Bloqueio total com exceções apenas para veículos prioritários
Durante os 72 horas de interdição completa da via, apenas ambulâncias e caminhões transportando carga viva tinham autorização para passar pelo trecho bloqueado. Os demais motoristas que precisavam trafegar pela região enfrentaram esperas que chegavam a até quatro horas para conseguir seguir viagem, causando transtornos significativos no fluxo de transporte regional.
A situação permaneceu controlada durante todo o período do protesto, conforme informou a PRF, com liberações periódicas sendo realizadas estrategicamente para evitar desabastecimento das comunidades locais e garantir o transporte seguro de pacientes que necessitavam de atendimento médico urgente.
Governo do Acre anuncia previsão de entrega para abril
Em resposta às demandas dos manifestantes, a Secretaria de Estado de Obras Públicas (Seop) e a Secretaria de Estado de Saúde do Acre (Sesacre) emitiram uma nota oficial nesta segunda-feira (23) informando que o primeiro bloco da nova unidade hospitalar será entregue até o mês de abril deste ano. O comunicado governamental destacou que a obra representa um investimento superior a R$ 5 milhões, com recursos provenientes tanto do estado quanto da União.
"É fundamental esclarecer que estes recursos não são oriundos de emendas federais", afirmou o governo em sua nota, explicando ainda que os valores foram destinados ao estado em 2013 através do Ministério da Saúde, mas enfrentaram entraves burocráticos e desafios contratuais que só foram solucionados nos últimos três anos.
Contexto de insatisfação com a saúde pública local
A mobilização popular foi motivada por uma série de denúncias de negligência médica e pela demanda urgente por reformas e conclusão da nova estrutura do hospital municipal. Segundo os manifestantes, a unidade de saúde enfrenta problemas estruturais graves e dificuldades crônicas no atendimento à população de Feijó e região.

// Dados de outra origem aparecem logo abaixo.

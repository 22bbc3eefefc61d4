//! Chain driver
//!
//! Runs one task: plan, propose, apply, repeat until `<END>` or the step
//! cap, then hand the final snapshot to the final query. Each propose stage
//! sees the latest snapshot, and the record it leaves behind replays to
//! the same snapshot without the Generator.

use crate::config::ChainConfig;
use crate::error::ChainError;
use crate::final_query::{self, FinalAnswer};
use crate::generator::Generator;
use crate::operations::{self, ChainRecord, ProposeContext};
use crate::planner::{self, PlanLog};
use crate::state_machine::{NextStep, Operation};
use crate::table::{TableSnapshot, TraceEntry};
use crate::types::Task;
use serde::{Deserialize, Serialize};
use std::sync::Arc;
use tracing::{debug, info, warn};

/// One executed operation as recorded in the task log
#[derive(Debug, Clone, PartialEq, Eq, Serialize, Deserialize)]
pub struct StepLog {
    /// Operation run
    pub operation: Operation,
    /// Ranked candidates the propose stage returned
    pub candidate_count: usize,
    /// Trace entry the apply stage appended
    pub entry: TraceEntry,
    /// Whether the step changed the table state
    pub kept: bool,
}

/// Step-by-step log of one task
#[derive(Debug, Clone, Default, PartialEq, Eq, Serialize, Deserialize)]
pub struct ChainLog {
    /// Planner decisions in order
    pub plans: Vec<PlanLog>,
    /// Executed operations in order
    pub steps: Vec<StepLog>,
}

/// Result of the operation chain, before the final query
#[derive(Debug, Clone, PartialEq)]
pub struct ChainOutcome {
    /// Final snapshot
    pub snapshot: TableSnapshot,
    /// Proposals in execution order
    pub record: ChainRecord,
    /// Step log
    pub log: ChainLog,
}

/// Final result of one task
#[derive(Debug, Clone, PartialEq, Serialize, Deserialize)]
pub struct TaskResult {
    /// Final-query answer and verdict
    pub answer: FinalAnswer,
    /// Snapshot the final query saw
    pub snapshot: TableSnapshot,
    /// Proposals in execution order
    pub record: ChainRecord,
}

impl TaskResult {
    /// Whether the verdict agrees with a ground-truth label
    #[must_use]
    pub fn matches_label(&self, label: u8) -> bool {
        self.answer.verdict.matches_label(label)
    }
}

/// Drives tasks against one Generator and configuration
#[derive(Clone)]
pub struct ChainDriver {
    generator: Arc<dyn Generator>,
    config: ChainConfig,
}

impl std::fmt::Debug for ChainDriver {
    fn fmt(&self, f: &mut std::fmt::Formatter<'_>) -> std::fmt::Result {
        f.debug_struct("ChainDriver")
            .field("generator", &self.generator.name())
            .field("config", &self.config)
            .finish()
    }
}

impl ChainDriver {
    /// Create driver
    #[must_use]
    pub fn new(generator: Arc<dyn Generator>, config: ChainConfig) -> Self {
        Self { generator, config }
    }

    /// Configuration in use
    #[inline]
    #[must_use]
    pub fn config(&self) -> &ChainConfig {
        &self.config
    }

    /// Run the operation chain of one task
    ///
    /// # Errors
    /// - `ChainError::Table` if the raw table is malformed
    /// - `ChainError::Generator` if any Generator call fails
    pub async fn run_chain(&self, task: &Task) -> Result<ChainOutcome, ChainError> {
        let generator = self.generator.as_ref();
        let mut snapshot = task.initial_snapshot()?;
        let mut record = ChainRecord::new();
        let mut log = ChainLog::default();

        info!("chain start for task {}", task.id);
        loop {
            let decision = planner::plan(generator, &snapshot, &task.statement, &self.config).await?;
            let next = decision.next;
            log.plans.push(decision.log);

            let NextStep::Apply(operation) = next else {
                break;
            };
            if record.len() >= self.config.max_steps {
                warn!(
                    "task {} hit the step cap of {} with {} still planned",
                    task.id, self.config.max_steps, operation
                );
                break;
            }

            let options = self.config.options_for(operation);
            let ctx = ProposeContext::new(task, &snapshot, options);
            let proposal = operations::propose(operation, generator, &ctx).await?;
            let applied = proposal.apply(&snapshot, &self.config.apply);

            let entry = applied
                .trace()
                .last()
                .cloned()
                .unwrap_or_else(|| TraceEntry::skip(operation));
            debug!("task {} step {}: {}", task.id, record.len() + 1, entry);
            log.steps.push(StepLog {
                operation,
                candidate_count: proposal.candidate_count(),
                kept: !entry.skipped,
                entry,
            });
            record.push(proposal);
            snapshot = applied;
        }
        info!("chain done for task {} after {} steps", task.id, record.len());

        Ok(ChainOutcome {
            snapshot,
            record,
            log,
        })
    }

    /// Run the chain and the final query of one task
    ///
    /// # Errors
    /// Same as [`ChainDriver::run_chain`].
    pub async fn verify(&self, task: &Task) -> Result<(TaskResult, ChainLog), ChainError> {
        let outcome = self.run_chain(task).await?;
        let answer = final_query::query(self.generator.as_ref(), task, &outcome.snapshot, &self.config).await?;
        info!("task {} verdict {}", task.id, answer.verdict);
        Ok((
            TaskResult {
                answer,
                snapshot: outcome.snapshot,
                record: outcome.record,
            },
            outcome.log,
        ))
    }
}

A insatisfação com os serviços de saúde em Feijó ganhou contornos dramáticos em casos recentes que chamaram atenção nacional:
- Em janeiro de 2024, a família de Maria Daiane Souza da Silva, de 25 anos, acusou a equipe médica da maternidade do hospital de negligência após a morte da jovem, que sofreu hemorragia e parada cardíaca durante uma cesariana
- Em fevereiro do mesmo ano, o Ministério Público do Acre abriu procedimento para apurar possível falha do hospital após a unidade se recusar a realizar aborto em uma gestante de feto anencéfalo, contrariando entendimento do Supremo Tribunal Federal
- Em 19 de maio de 2025, a morte de Diogo Silva Albuquerque, de 12 anos, também gerou questionamentos, com a família acusando a unidade de negligência no tratamento do adolescente que faleceu de sepse associada a celulite
Compromisso público e críticas ao processo político
Em sua nota oficial, o governo do Acre reafirmou seu compromisso com a conclusão da obra hospitalar, destacando que a nova unidade ampliará significativamente a capacidade de atendimento para mais de 30 mil habitantes da região. No entanto, o comunicado também fez críticas veladas ao cenário político, afirmando que "é lamentável que o processo eleitoral de 2026 contamine a execução de uma obra vital".
O texto governamental finalizou reafirmando a prioridade em consolidar uma saúde pública estruturada, moderna e funcional em todos os municípios acreanos, garantindo ambientes adequados para os profissionais da área e assegurando atendimento digno e humanizado para toda a população.